***** TASK DATA

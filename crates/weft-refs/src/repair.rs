//! Repairing reads.
//!
//! Each reader here prefers the authoritative source. A verified payload
//! wins over an indexed back-edge, and an indexed back-edge wins over
//! nothing. When read-repair is on and the post is still in the content
//! table, both halves of every edge the payload implies are re-issued if
//! missing, whichever edge the read was about. Deleted posts are left
//! alone so repair never undoes a delete.

use serde_json::Value;
use tracing::{info, warn};
use weft_crypto::ContentAddresser;
use weft_graph::resolve;
use weft_types::{layout, Post, PostId, Tag, UserPub};

use crate::edge::Edge;
use crate::error::RefResult;
use crate::index::ReferenceIndex;

impl ReferenceIndex {
    /// The payload of `post`, waiting up to the configured bound.
    ///
    /// Payloads that do not decode, or whose fields do not hash to `post`,
    /// are ignored.
    pub async fn payload(&self, post: &PostId) -> RefResult<Option<Post>> {
        let Some(value) = resolve(self.graph.as_ref(), &layout::payload(post), self.config.wait).await?
        else {
            return Ok(None);
        };
        let decoded = match Post::from_value(value) {
            Ok(decoded) => decoded,
            Err(e) => {
                warn!(post = %post.short_hex(), error = %e, "undecodable payload");
                return Ok(None);
            }
        };
        if decoded.id != *post || !ContentAddresser::POST.verify(&decoded) {
            warn!(post = %post.short_hex(), "payload does not match its address");
            return Ok(None);
        }
        Ok(Some(decoded))
    }

    /// Returns `true` if `post` is in the content table.
    pub async fn is_live(&self, post: &PostId) -> RefResult<bool> {
        Ok(self.graph.get(&layout::content_entry(post)).await?.is_some())
    }

    /// Author of `post`, from the payload or the `author` back-edge.
    pub async fn post_author(&self, post: &PostId) -> RefResult<Option<UserPub>> {
        let indexed = self
            .graph
            .get(&layout::post_author(post))
            .await?
            .and_then(|v| v.as_str().and_then(|s| UserPub::from_hex(s).ok()));
        let live = self.is_live(post).await?;
        let payload = if indexed.is_none() || (live && self.config.read_repair) {
            self.payload(post).await?
        } else {
            None
        };
        if let Some(payload) = &payload {
            if live {
                self.heal_post(payload).await?;
            }
        }
        Ok(payload.map(|p| p.author_pub).or(indexed))
    }

    /// Parent of `post`, from the payload or the `parent` back-edge.
    pub async fn parent_post(&self, post: &PostId) -> RefResult<Option<PostId>> {
        let indexed = self
            .graph
            .get(&layout::post_parent(post))
            .await?
            .and_then(|v| v.as_str().and_then(|s| PostId::from_hex(s).ok()));
        let live = self.is_live(post).await?;
        let payload = if indexed.is_none() || (live && self.config.read_repair) {
            self.payload(post).await?
        } else {
            None
        };
        match payload {
            Some(payload) => {
                if live {
                    self.heal_post(&payload).await?;
                }
                Ok(payload.reply_to)
            }
            None => Ok(indexed),
        }
    }

    /// Tags of `post`.
    ///
    /// For a live post the payload text is authoritative and every tag edge
    /// it implies is healed. Otherwise only the indexed tags are returned,
    /// which for a deleted post is nothing.
    pub async fn post_tags(&self, post: &PostId) -> RefResult<Vec<Tag>> {
        let indexed: Vec<Tag> = self
            .graph
            .children(&layout::post_tags(post))
            .await?
            .into_iter()
            .filter_map(|(_, value)| serde_json::from_value(value).ok())
            .collect();
        if !self.is_live(post).await? {
            return Ok(indexed);
        }
        let Some(payload) = self.payload(post).await? else {
            return Ok(indexed);
        };
        self.heal_post(&payload).await?;
        Ok(payload.tags())
    }

    /// Re-issue the missing halves of every edge `post` implies. Returns the
    /// number of edges touched.
    ///
    /// Only for live posts: healing a de-indexed one re-links it.
    pub async fn heal_post(&self, post: &Post) -> RefResult<usize> {
        let mut healed = 0;
        for edge in Edge::all_for(post) {
            if self.heal(&edge).await? {
                healed += 1;
            }
        }
        Ok(healed)
    }

    /// Re-issue whichever half of `edge` is missing. Returns `true` if
    /// anything was written.
    async fn heal(&self, edge: &Edge) -> RefResult<bool> {
        if !self.config.read_repair {
            return Ok(false);
        }
        let mut healed = false;
        if self.graph.get(&edge.forward_path()).await?.is_none() {
            self.graph
                .put(&edge.forward_path(), edge.forward_value()?)
                .await?;
            healed = true;
        }
        if self.graph.get(&edge.backward_path()).await?.is_none() {
            self.graph
                .put(&edge.backward_path(), edge.backward_value()?)
                .await?;
            healed = true;
        }
        if let Edge::Tagging { tag, .. } = edge {
            let name = layout::tag_name(&tag.slug);
            if self.graph.get(&name).await?.is_none() {
                self.graph.put(&name, Value::String(tag.name.clone())).await?;
                healed = true;
            }
        }
        if healed {
            info!(%edge, "read-repair re-issued missing edge");
        }
        Ok(healed)
    }
}

#[cfg(test)]
mod tests {
    use crate::fixtures::{make_post, publish_raw, setup};
    use crate::index::{IndexConfig, ReferenceIndex};
    use std::sync::Arc;
    use std::time::Duration;
    use weft_graph::{GraphStore, InMemoryGraph};
    use weft_types::{layout, TagSlug, UserPub};

    #[tokio::test]
    async fn author_falls_back_to_payload_and_heals() {
        let (graph, index) = setup();
        let post = make_post(UserPub::from_raw([1; 32]), "hi", 1_000, None);
        graph.drop_writes_under(layout::post_author(&post.id));
        publish_raw(&graph, &index, &post).await;
        graph.heal();
        assert_eq!(graph.get(&layout::post_author(&post.id)).await.unwrap(), None);

        assert_eq!(index.post_author(&post.id).await.unwrap(), Some(post.author_pub));
        assert!(graph.get(&layout::post_author(&post.id)).await.unwrap().is_some());
    }

    #[tokio::test]
    async fn lost_forward_half_is_healed_from_back_edge_read() {
        let (graph, index) = setup();
        let post = make_post(UserPub::from_raw([2; 32]), "hi", 1_000, None);
        let forward = layout::user_post_entry(&post.author_pub, &post.id);
        graph.drop_writes_under(forward.clone());
        publish_raw(&graph, &index, &post).await;
        graph.heal();
        assert_eq!(graph.get(&forward).await.unwrap(), None);

        index.post_author(&post.id).await.unwrap();
        assert!(graph.get(&forward).await.unwrap().is_some());
    }

    #[tokio::test]
    async fn author_read_heals_the_other_edges_too() {
        let (graph, index) = setup();
        let post = make_post(UserPub::from_raw([9; 32]), "see #also", 1_000, None);
        let also = TagSlug::parse("also").unwrap();
        let forward = layout::tag_post_entry(&also, &post.id);
        graph.drop_writes_under(forward.clone());
        publish_raw(&graph, &index, &post).await;
        graph.heal();

        index.post_author(&post.id).await.unwrap();
        assert!(graph.get(&forward).await.unwrap().is_some());
    }

    #[tokio::test]
    async fn parent_falls_back_to_payload() {
        let (graph, index) = setup();
        let parent = make_post(UserPub::from_raw([3; 32]), "root", 1_000, None);
        let reply = make_post(UserPub::from_raw([4; 32]), "re", 2_000, Some(parent.id));
        publish_raw(&graph, &index, &parent).await;
        graph.drop_writes_under(layout::post_parent(&reply.id));
        publish_raw(&graph, &index, &reply).await;
        graph.heal();

        assert_eq!(index.parent_post(&reply.id).await.unwrap(), Some(parent.id));
        assert!(graph.get(&layout::post_parent(&reply.id)).await.unwrap().is_some());
        assert_eq!(index.parent_post(&parent.id).await.unwrap(), None);
    }

    #[tokio::test]
    async fn tags_come_from_payload_and_heal_the_index() {
        let (graph, index) = setup();
        let post = make_post(UserPub::from_raw([5; 32]), "#one #Two", 1_000, None);
        graph.drop_writes_under(format!("posts/{}/tags", post.id));
        publish_raw(&graph, &index, &post).await;
        graph.heal();

        let slugs: Vec<String> = index
            .post_tags(&post.id)
            .await
            .unwrap()
            .into_iter()
            .map(|t| t.slug.to_string())
            .collect();
        assert_eq!(slugs, ["one", "two"]);
        let two = TagSlug::parse("two").unwrap();
        assert!(graph
            .get(&layout::post_tag_entry(&post.id, &two))
            .await
            .unwrap()
            .is_some());
    }

    #[tokio::test]
    async fn deleted_posts_are_never_repaired() {
        let (graph, index) = setup();
        let post = make_post(UserPub::from_raw([6; 32]), "#gone", 1_000, None);
        publish_raw(&graph, &index, &post).await;
        graph.remove(&layout::content_entry(&post.id)).await.unwrap();
        for edge in crate::Edge::all_for(&post) {
            index.unlink(&edge).await.unwrap();
        }

        assert!(index.post_tags(&post.id).await.unwrap().is_empty());
        assert_eq!(index.post_author(&post.id).await.unwrap(), Some(post.author_pub));
        assert_eq!(graph.get(&layout::post_author(&post.id)).await.unwrap(), None);
        assert_eq!(
            graph
                .get(&layout::user_post_entry(&post.author_pub, &post.id))
                .await
                .unwrap(),
            None
        );
    }

    #[tokio::test]
    async fn repair_can_be_disabled() {
        let graph = Arc::new(InMemoryGraph::new());
        let index = ReferenceIndex::new(
            graph.clone(),
            IndexConfig {
                wait: Duration::from_millis(50),
                read_repair: false,
            },
        );
        let post = make_post(UserPub::from_raw([7; 32]), "hi", 1_000, None);
        graph.drop_writes_under(layout::post_author(&post.id));
        publish_raw(&graph, &index, &post).await;
        graph.heal();

        assert_eq!(index.post_author(&post.id).await.unwrap(), Some(post.author_pub));
        assert_eq!(graph.get(&layout::post_author(&post.id)).await.unwrap(), None);
    }

    #[tokio::test]
    async fn tampered_payload_is_ignored() {
        let (graph, index) = setup();
        let mut post = make_post(UserPub::from_raw([8; 32]), "honest", 1_000, None);
        post.text = "forged".into();
        graph
            .put(&layout::payload(&post.id), post.to_value().unwrap())
            .await
            .unwrap();
        assert_eq!(index.payload(&post.id).await.unwrap(), None);
    }
}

**********

*WHAT IS REQUIRED*:
Print exactly the lines from the beginning of the entries through the line with "are re-issued if". Output nothing more.

*SOLUTION TO THIS TASK*:
filename crates/weft-refs/src/repair.rs
//! Repairing reads.
//!
//! Each reader here prefers the authoritative source. A verified payload
//! wins over an indexed back-edge, and an indexed back-edge wins over
//! nothing. When read-repair is on and the post is still in the content
//! table, both halves of every edge the payload implies are re-issued if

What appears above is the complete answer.